Goal of the exercise: Within the records below is a range that opens at the line with "-> Result<Option<ErasedProducer>, InjectError>" and closes at the line with "fn unresolved_request(request: BindingRequest<'_>, point: &dyn". Return that range word for word, both ends included, and only that range.

Entries supplied:

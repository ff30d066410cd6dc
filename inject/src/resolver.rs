//! Turns an injection point into a binding lookup.

use crate::container::{Bindings, ErasedProducer};
use crate::error::InjectError;
use crate::point::InjectionPoint;
use crate::types::TypeDescriptor;
use crate::value::Resolved;
use crate::wrapper::WrapperKind;
use std::fmt;
use tracing::{debug, trace, warn};

/// Whether a missing binding is an error or an absent value.
#[derive(Debug, Clone, Copy, PartialEq, Eq)]
pub enum Mode {
  Required,
  Optional,
}

/// What to ask the container for.
#[derive(Debug, Clone, Copy)]
pub struct BindingRequest<'a> {
  pub leaf: &'a TypeDescriptor,
  pub tag: Option<&'a str>,
  /// Set for factory bindings.
  pub argument: Option<&'a TypeDescriptor>,
}

impl<'a> BindingRequest<'a> {
  pub fn for_point(point: &'a InjectionPoint) -> Self {
    Self {
      leaf: &point.leaf,
      tag: point.tag.as_deref(),
      argument: point.argument(),
    }
  }
}

/// Looks `request` up in `bindings`.
///
/// In `Optional` mode a miss is `Ok(None)`; in `Required` mode it is an
/// `UnresolvedBinding` error naming `point`.
pub fn lookup(
  bindings: &dyn Bindings,
  request: BindingRequest<'_>,
  mode: Mode,
  point: &dyn fmt::Display,
) -> Result<Option<ErasedProducer>, InjectError> {
  let found = match request.argument {
    Some(argument) => bindings.lookup_factory(request.leaf, request.tag, argument),
    None => bindings.lookup(request.leaf, request.tag),
  };
  trace!(
    point = %point,
    leaf = %request.leaf,
    tag = ?request.tag,
    argument = ?request.argument.map(ToString::to_string),
    found = found.is_some(),
    "looked up binding"
  );

  match (found, mode) {
    (Some(producer), _) => Ok(Some(producer)),
    (None, Mode::Optional) => {
      debug!(point = %point, leaf = %request.leaf, tag = ?request.tag, "optional binding absent");
      Ok(None)
    }
    (None, Mode::Required) => {
      warn!(point = %point, leaf = %request.leaf, tag = ?request.tag, "required binding absent");
      Err(unresolved_request(request, point))
    }
  }
}

fn unresolved_request(request: BindingRequest<'_>, point: &dyn fmt::Display) -> InjectError {
  InjectError::UnresolvedBinding {
    point: point.to_string(),
    leaf: request.leaf.to_string(),
    tag: request.tag.map(str::to_owned),
    argument: request.argument.map(ToString::to_string),
  }
}

/// The error for a point whose binding is missing and whose Rust type cannot
/// hold an absent value.
pub(crate) fn unresolved(point: &InjectionPoint) -> InjectError {
  unresolved_request(BindingRequest::for_point(point), point)
}

/// Resolves `point` against `bindings` and shapes the result after its
/// wrapper signature.
pub fn resolve(bindings: &dyn Bindings, point: &InjectionPoint) -> Result<Resolved, InjectError> {
  let mode = if point.optional {
    Mode::Optional
  } else {
    Mode::Required
  };
  let producer = lookup(bindings, BindingRequest::for_point(point), mode, point)?;
  Ok(shape(point.signature.kinds(), producer))
}

fn shape(kinds: &[WrapperKind], producer: Option<ErasedProducer>) -> Resolved {
  match kinds {
    [] => Resolved::Value(producer),
    [WrapperKind::Lazy, rest @ ..] => Resolved::Lazy(Box::new(shape(rest, producer))),
    [WrapperKind::Provider, ..] => Resolved::Provider(producer),
    [WrapperKind::Factory { .. }, ..] => Resolved::Factory(producer),
  }
}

Answer box:
) -> Result<Option<ErasedProducer>, InjectError> {
  let found = match request.argument {
    Some(argument) => bindings.lookup_factory(request.leaf, request.tag, argument),
    None => bindings.lookup(request.leaf, request.tag),
  };
  trace!(
    point = %point,
    leaf = %request.leaf,
    tag = ?request.tag,
    argument = ?request.argument.map(ToString::to_string),
    found = found.is_some(),
    "looked up binding"
  );

  match (found, mode) {
    (Some(producer), _) => Ok(Some(producer)),
    (None, Mode::Optional) => {
      debug!(point = %point, leaf = %request.leaf, tag = ?request.tag, "optional binding absent");
      Ok(None)
    }
    (None, Mode::Required) => {
      warn!(point = %point, leaf = %request.leaf, tag = ?request.tag, "required binding absent");
      Err(unresolved_request(request, point))
    }
  }
}

fn unresolved_request(request: BindingRequest<'_>, point: &dyn fmt::Display) -> InjectError {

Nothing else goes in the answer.